Today, Nets’ CashCard (or FlashPay) is mainly used by drivers who pop one into their in-vehicle unit before they pass through a gantry. Those who take the train tap their ez-link cards onto a gate at a station.
Did you know you can use them interchangeably? Well, at least at some places where Cepas is supposed to be supported?
Unfortunately, this was never widely promoted, so there isn’t universal acceptance. While you may be able to pop in an ez-link card into your vehicle’s reader and pass through a gantry today, you may not get out of a carpark with it.
Compare this to Japan. There are many so-called “IC cards” there, from the common Suica and Pasmo to the lesser-known Kitaca, but they can be used interchangeably for taking trains in the country.
Each is issued by a different train company, typically from a different region, but rest assured if you have one of them, you’ll be able to tap through just fine in most of the stations in the country.
Now, that is the convenience needed to get users to take up cashless payment. For so long, Singapore has had the foundation in place – the shortsightedness and rivalry in the payment industry, however, have made things complicated for users.
Thus it is a step in the right direction for EZ-Link and Nets, the two big payment operators here with established user bases, to come together.
Now, a Nets terminal at hawker centres isn’t new. The response was “lacklustre”, according to a Today report in 2015, when Nets tried to get people to tap its FlashPay cards at the stalls.
Will things be better now that ez-link cards are also accepted? It’s likely, since this expands the user base immediately to include anyone who uses an ez-link card to take the train. Old folks who commute, for example, would be able to tap and pay.

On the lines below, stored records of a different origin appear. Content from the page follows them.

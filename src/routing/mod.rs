//! Routing module
//!
//! Maps (method, path) pairs to route targets through a table built from
//! configuration at startup.

mod table;

pub use table::{Route, RouteOutcome, RouteTarget, Router};
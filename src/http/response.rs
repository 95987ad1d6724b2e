//! HTTP response building module
//!
//! Every reply uses the same JSON envelope: a `status` discriminator plus
//! a human-readable message field. Successful command replies carry the
//! echoed text under `message_received` instead of `message`.

use http_body_util::Full;
use hyper::body::Bytes;
use hyper::{Response, StatusCode};
use serde::Serialize;

use crate::logger;

/// Envelope discriminator
#[derive(Debug, Clone, Copy, Serialize, PartialEq, Eq)]
#[serde(rename_all = "lowercase")]
pub enum ReplyStatus {
    Ok,
    Success,
    Error,
}

/// Fixed JSON reply envelope
#[derive(Debug, Clone, Serialize, PartialEq, Eq)]
pub struct Reply {
    pub status: ReplyStatus,
    #[serde(skip_serializing_if = "Option::is_none")]
    pub message: Option<String>,
    #[serde(skip_serializing_if = "Option::is_none")]
    pub message_received: Option<String>,
}

impl Reply {
    /// Health-check reply for `GET /`
    pub fn ok(message: impl Into<String>) -> Self {
        Self {
            status: ReplyStatus::Ok,
            message: Some(message.into()),
            message_received: None,
        }
    }

    /// Acknowledgment for a received command message
    pub fn success(message_received: impl Into<String>) -> Self {
        Self {
            status: ReplyStatus::Success,
            message: None,
            message_received: Some(message_received.into()),
        }
    }

    /// Error reply (400/404/405/500)
    pub fn error(message: impl Into<String>) -> Self {
        Self {
            status: ReplyStatus::Error,
            message: Some(message.into()),
            message_received: None,
        }
    }
}

/// Serialize a reply to its JSON body
pub fn encode(reply: &Reply) -> String {
    serde_json::to_string(reply).unwrap_or_else(|e| {
        logger::log_error(&format!("Failed to serialize reply: {e}"));
        r#"{"status":"error","message":"Internal Server Error."}"#.to_string()
    })
}

/// Build a JSON response from an already-serialized body
pub fn json_response(status: StatusCode, body: String) -> Response<Full<Bytes>> {
    Response::builder()
        .status(status)
        .header("Content-Type", "application/json")
        .body(Full::new(Bytes::from(body)))
        .unwrap_or_else(|e| {
            logger::log_error(&format!("Failed to build response: {e}"));
            Response::new(Full::new(Bytes::from(
                r#"{"status":"error","message":"Internal Server Error."}"#,
            )))
        })
}
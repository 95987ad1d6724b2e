// Configuration module entry point
// Loads configuration from file, environment and built-in defaults

mod state;
mod types;

use std::net::SocketAddr;

// Re-export public types
pub use state::AppState;
pub use types::{Config, LoggingConfig, PerformanceConfig, RoutesConfig, ServerConfig};

impl Config {
    /// Load configuration from the default `config.toml` location
    pub fn load() -> Result<Self, config::ConfigError> {
        Self::load_from("config")
    }

    /// Load configuration from specified file path (without extension)
    ///
    /// The file is optional; environment variables prefixed with `RELAY_`
    /// override it, and built-in defaults fill the rest.
    pub fn load_from(config_path: &str) -> Result<Self, config::ConfigError> {
        let settings = config::Config::builder()
            .add_source(config::File::with_name(config_path).required(false))
            .add_source(config::Environment::with_prefix("RELAY"))
            .set_default("server.host", "0.0.0.0")?
            .set_default("server.port", 4000)?
            .set_default("logging.level", "info")?
            .set_default("logging.access_log", true)?
            .set_default("logging.format", "common")?
            .set_default("performance.keep_alive_timeout", 75)?
            .set_default("performance.read_timeout", 30)?
            .set_default("performance.write_timeout", 30)?
            .set_default("routes.command_path", "/command")?
            .build()?;

        settings.try_deserialize()
    }

    pub fn get_socket_addr(&self) -> Result<SocketAddr, String> {
        format!("{}:{}", self.server.host, self.server.port)
            .parse()
            .map_err(|e| format!("Invalid address: {e}"))
    }
}

#[cfg(test)]
mod tests {
    use super::*;

    #[test]
    fn test_defaults() {
        // A path that does not exist falls back to built-in defaults
        let cfg = Config::load_from("nonexistent-config-for-tests").unwrap();
        assert_eq!(cfg.server.host, "0.0.0.0");
        assert_eq!(cfg.server.port, 4000);
        assert_eq!(cfg.routes.command_path, "/command");
        assert!(cfg.logging.access_log);
        assert_eq!(cfg.logging.format, "common");
    }

    #[test]
    fn test_get_socket_addr() {
        let mut cfg = Config::load_from("nonexistent-config-for-tests").unwrap();
        cfg.server.host = "127.0.0.1".to_string();
        cfg.server.port = 4000;
        let addr = cfg.get_socket_addr().unwrap();
        assert_eq!(addr.to_string(), "127.0.0.1:4000");
    }

    #[test]
    fn test_get_socket_addr_invalid_host() {
        let mut cfg = Config::load_from("nonexistent-config-for-tests").unwrap();
        cfg.server.host = "not a host".to_string();
        assert!(cfg.get_socket_addr().is_err());
    }
}
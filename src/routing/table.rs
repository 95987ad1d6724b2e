//! Route table module
//!
//! Declarative (method, path) routing with method-first evaluation: a
//! request whose method is absent from the table is rejected before any
//! path matching happens.

use hyper::Method;

use crate::config::RoutesConfig;

/// What a matched route resolves to
#[derive(Debug, Clone, Copy, PartialEq, Eq)]
pub enum RouteTarget {
    /// Root health check returning the startup banner
    Banner,
    /// The command endpoint accepting a `message` parameter
    Command,
}

/// A single routing entry
#[derive(Debug, Clone)]
pub struct Route {
    pub method: Method,
    pub path: String,
    pub target: RouteTarget,
}

/// Result of looking up a request in the route table
#[derive(Debug, Clone, Copy, PartialEq, Eq)]
pub enum RouteOutcome {
    Matched(RouteTarget),
    PathNotFound,
    MethodNotAllowed,
}

/// Route table built once from configuration
#[derive(Debug, Clone)]
pub struct Router {
    routes: Vec<Route>,
}

impl Router {
    pub fn from_routes(cfg: &RoutesConfig) -> Self {
        Self {
            routes: vec![
                Route {
                    method: Method::GET,
                    path: "/".to_string(),
                    target: RouteTarget::Banner,
                },
                Route {
                    method: Method::GET,
                    path: cfg.command_path.clone(),
                    target: RouteTarget::Command,
                },
            ],
        }
    }

    /// Look up a request by method and exact path
    pub fn match_route(&self, method: &Method, path: &str) -> RouteOutcome {
        if !self.routes.iter().any(|r| r.method == *method) {
            return RouteOutcome::MethodNotAllowed;
        }
        self.routes
            .iter()
            .find(|r| r.method == *method && r.path == path)
            .map_or(RouteOutcome::PathNotFound, |r| {
                RouteOutcome::Matched(r.target)
            })
    }
}

#[cfg(test)]
mod tests {
    use super::*;

    fn make_router() -> Router {
        Router::from_routes(&RoutesConfig::default())
    }

    #[test]
    fn test_match_root() {
        let router = make_router();
        assert_eq!(
            router.match_route(&Method::GET, "/"),
            RouteOutcome::Matched(RouteTarget::Banner)
        );
    }

    #[test]
    fn test_match_command() {
        let router = make_router();
        assert_eq!(
            router.match_route(&Method::GET, "/command"),
            RouteOutcome::Matched(RouteTarget::Command)
        );
    }

    #[test]
    fn test_exact_path_match() {
        let router = make_router();
        // No prefix matching: subpaths are not the command endpoint
        assert_eq!(
            router.match_route(&Method::GET, "/command/extra"),
            RouteOutcome::PathNotFound
        );
        assert_eq!(
            router.match_route(&Method::GET, "/unknown/path"),
            RouteOutcome::PathNotFound
        );
    }

    #[test]
    fn test_method_checked_before_path() {
        let router = make_router();
        // POST is rejected even on paths that exist for GET
        assert_eq!(
            router.match_route(&Method::POST, "/command"),
            RouteOutcome::MethodNotAllowed
        );
        // ...and on paths that exist for nothing
        assert_eq!(
            router.match_route(&Method::PUT, "/nowhere"),
            RouteOutcome::MethodNotAllowed
        );
        assert_eq!(
            router.match_route(&Method::DELETE, "/"),
            RouteOutcome::MethodNotAllowed
        );
    }

    #[test]
    fn test_configured_command_path() {
        let router = Router::from_routes(&RoutesConfig {
            command_path: "/relay".to_string(),
        });
        assert_eq!(
            router.match_route(&Method::GET, "/relay"),
            RouteOutcome::Matched(RouteTarget::Command)
        );
        assert_eq!(
            router.match_route(&Method::GET, "/command"),
            RouteOutcome::PathNotFound
        );
    }
}
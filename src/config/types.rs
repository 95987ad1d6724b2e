// Configuration types module
// Defines all configuration-related data structures

use serde::Deserialize;

/// Main configuration structure
#[derive(Debug, Deserialize, Clone)]
pub struct Config {
    pub server: ServerConfig,
    pub logging: LoggingConfig,
    pub performance: PerformanceConfig,
    pub routes: RoutesConfig,
}

/// Server configuration
#[derive(Debug, Deserialize, Clone)]
pub struct ServerConfig {
    pub host: String,
    pub port: u16,
    #[serde(default)]
    pub workers: Option<usize>,
}

/// Logging configuration
#[derive(Debug, Deserialize, Clone)]
pub struct LoggingConfig {
    pub level: String,
    pub access_log: bool,
    /// Access log line format: `common` or `json`
    pub format: String,
    #[serde(default)]
    pub access_log_file: Option<String>,
    #[serde(default)]
    pub error_log_file: Option<String>,
}

/// Connection handling configuration
#[derive(Debug, Deserialize, Clone)]
pub struct PerformanceConfig {
    pub keep_alive_timeout: u64,
    pub read_timeout: u64,
    pub write_timeout: u64,
    #[serde(default)]
    pub max_connections: Option<u64>,
}

/// Routing configuration
///
/// The command endpoint path is configurable; the root health check is
/// always `/`.
#[derive(Debug, Deserialize, Clone)]
pub struct RoutesConfig {
    #[serde(default = "default_command_path")]
    pub command_path: String,
}

fn default_command_path() -> String {
    "/command".to_string()
}

impl Default for RoutesConfig {
    fn default() -> Self {
        Self {
            command_path: default_command_path(),
        }
    }
}

impl RoutesConfig {
    /// Banner returned by `GET /` and printed at startup.
    pub fn banner(&self) -> String {
        format!(
            "Command relay server is running. Send GET to {}?message=your_text",
            self.command_path
        )
    }

    /// Body of the 404 reply, pointing callers at the command endpoint.
    pub fn not_found_hint(&self) -> String {
        format!("Not Found. Try GET {}?message=your_text", self.command_path)
    }

    /// Body of the 405 reply for any non-GET method.
    pub fn method_not_allowed_hint(&self) -> String {
        format!(
            "Method Not Allowed. Please use GET for {}.",
            self.command_path
        )
    }
}
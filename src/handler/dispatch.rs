//! Request dispatch module
//!
//! Entry point for HTTP request processing: extracts method, path and
//! query, consults the route table, and produces the JSON reply. The
//! classification itself is a pure function of the request line, so it is
//! testable without a socket.

use std::convert::Infallible;
use std::net::SocketAddr;
use std::panic::{self, AssertUnwindSafe};
use std::sync::Arc;
use std::time::Instant;

use http_body_util::Full;
use hyper::body::Bytes;
use hyper::{Method, Request, Response, StatusCode};

use crate::config::{AppState, RoutesConfig};
use crate::http::{self, Reply};
use crate::logger::{self, AccessLogEntry};
use crate::routing::{RouteOutcome, RouteTarget, Router};

use super::query::QueryMap;

const MISSING_MESSAGE: &str = "Bad Request: 'message' URL parameter missing or empty.";
const INTERNAL_ERROR: &str = "Internal Server Error.";

/// Main entry point for HTTP request handling
pub async fn handle_request(
    req: Request<hyper::body::Incoming>,
    state: Arc<AppState>,
    peer_addr: SocketAddr,
) -> Result<Response<Full<Bytes>>, Infallible> {
    let started = Instant::now();
    let method = req.method().clone();
    let version = req.version();
    let path = req.uri().path().to_string();
    let raw_query = req.uri().query().map(ToString::to_string);
    let query = QueryMap::parse(raw_query.as_deref());

    let access_log = state.config.logging.access_log;
    if access_log {
        logger::log_request(&method, req.uri(), &query);
    }

    // A fault in one request must not take down the listener: answer 500
    // and keep serving.
    let dispatched = panic::catch_unwind(AssertUnwindSafe(|| {
        dispatch(&state.router, &state.config.routes, &method, &path, &query)
    }));
    let (status, reply) = match dispatched {
        Ok(result) => result,
        Err(_) => {
            logger::log_error(&format!("Handler panicked while serving {method} {path}"));
            (StatusCode::INTERNAL_SERVER_ERROR, Reply::error(INTERNAL_ERROR))
        }
    };

    let body = http::encode(&reply);
    let body_bytes = body.len();
    let response = http::json_response(status, body);

    if access_log {
        let mut entry = AccessLogEntry::new(peer_addr.to_string(), method.to_string(), path);
        entry.query = raw_query;
        entry.http_version = logger::version_label(version).to_string();
        entry.status = status.as_u16();
        entry.body_bytes = body_bytes;
        entry.request_time_us = u64::try_from(started.elapsed().as_micros()).unwrap_or(u64::MAX);
        logger::log_access(&entry, &state.config.logging.format);
    }

    Ok(response)
}

/// Classify a request and produce its reply
pub fn dispatch(
    router: &Router,
    routes: &RoutesConfig,
    method: &Method,
    path: &str,
    query: &QueryMap,
) -> (StatusCode, Reply) {
    match router.match_route(method, path) {
        RouteOutcome::Matched(RouteTarget::Banner) => (StatusCode::OK, Reply::ok(routes.banner())),
        RouteOutcome::Matched(RouteTarget::Command) => receive_command(query),
        RouteOutcome::PathNotFound => {
            logger::log_warning(&format!("GET to unknown path {path}"));
            (StatusCode::NOT_FOUND, Reply::error(routes.not_found_hint()))
        }
        RouteOutcome::MethodNotAllowed => {
            logger::log_warning(&format!("Method not allowed: {method} {path}"));
            (
                StatusCode::METHOD_NOT_ALLOWED,
                Reply::error(routes.method_not_allowed_hint()),
            )
        }
    }
}

/// Handle the command endpoint: echo back the first `message` value
fn receive_command(query: &QueryMap) -> (StatusCode, Reply) {
    match query.first_non_empty("message") {
        Some(message) => {
            logger::log_message_received(message);
            (StatusCode::OK, Reply::success(message))
        }
        None => {
            logger::log_warning("'message' URL parameter not found or empty");
            (StatusCode::BAD_REQUEST, Reply::error(MISSING_MESSAGE))
        }
    }
}
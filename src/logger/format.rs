//! Access log format module
//!
//! Supports two log formats:
//! - `common` (Common Log Format - CLF)
//! - `json` (JSON structured logging)

use chrono::Local;
use hyper::Version;

/// Access log entry containing request/response information
#[derive(Debug, Clone)]
pub struct AccessLogEntry {
    /// Client IP address
    pub remote_addr: String,
    /// Request timestamp
    pub time: chrono::DateTime<Local>,
    /// HTTP method (GET, POST, etc.)
    pub method: String,
    /// Request URI path
    pub path: String,
    /// Query string (without leading ?)
    pub query: Option<String>,
    /// HTTP version (1.0, 1.1, 2)
    pub http_version: String,
    /// Response status code
    pub status: u16,
    /// Response body size in bytes
    pub body_bytes: usize,
    /// Request processing time in microseconds
    pub request_time_us: u64,
}

impl AccessLogEntry {
    /// Create a new access log entry with current timestamp
    pub fn new(remote_addr: String, method: String, path: String) -> Self {
        Self {
            remote_addr,
            time: Local::now(),
            method,
            path,
            query: None,
            http_version: "1.1".to_string(),
            status: 200,
            body_bytes: 0,
            request_time_us: 0,
        }
    }

    /// Format the log entry according to the specified format
    pub fn format(&self, format: &str) -> String {
        match format {
            "json" => self.format_json(),
            _ => self.format_common(),
        }
    }

    /// Common Log Format (CLF)
    /// `$remote_addr - - [$time_local] "$request" $status $body_bytes_sent`
    fn format_common(&self) -> String {
        format!(
            "{} - - [{}] \"{} {}{} HTTP/{}\" {} {}",
            self.remote_addr,
            self.time.format("%d/%b/%Y:%H:%M:%S %z"),
            self.method,
            self.path,
            self.query
                .as_ref()
                .map(|q| format!("?{q}"))
                .unwrap_or_default(),
            self.http_version,
            self.status,
            self.body_bytes,
        )
    }

    /// JSON structured log format
    fn format_json(&self) -> String {
        serde_json::json!({
            "remote_addr": &self.remote_addr,
            "time": self.time.to_rfc3339(),
            "method": &self.method,
            "path": &self.path,
            "query": &self.query,
            "http_version": &self.http_version,
            "status": self.status,
            "body_bytes": self.body_bytes,
            "request_time_us": self.request_time_us,
        })
        .to_string()
    }
}

/// Short label for an HTTP version, as used in access log lines
pub fn version_label(version: Version) -> &'static str {
    if version == Version::HTTP_11 {
        "1.1"
    } else if version == Version::HTTP_2 {
        "2"
    } else if version == Version::HTTP_10 {
        "1.0"
    } else if version == Version::HTTP_09 {
        "0.9"
    } else if version == Version::HTTP_3 {
        "3"
    } else {
        "1.1"
    }
}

Their ez-link cards will be accepted at 1,000 stalls in more than 30 hawker centres, according to The Straits Times yesterday. So, no need to fumble for cash.
At the same time, a seamless system also helps hawkers, who don’t want a half dozen terminals on their shopfronts. Just one that serves most customers will help them get on with the main job – serving up a great dish of laksa or chicken rice.
The upgraded terminals, you’d expect, will also be able to show a dynamic QR code in future. This means a hawker can key in your orders and the screen will show a different code for you to scan your phone to pay, if you wish to.
This is common in China, which Singapore is trying to emulate. For now, what you see at many hawker centres here are still static QR codes. In other words, you have to scan a code then key in the amount and show the hawker to confirm everything’s okay. Just too much hassle.
In the end, the success of such cashless payments hinges on acceptance by both sellers and buyers. It has to be affordable enough – even for a S$3 plate of mee goreng – and easy enough for people to forgo cash.
And as I argued earlier, there should always be an option to pay in cash, especially for the elderly who are used to carrying dollar notes and coins to the hawker centre.
Sure, we are trying to be a smart nation. But a smart technology like cashless payment can only be smart if it makes sense. We should not be worse off after an “upgrade”.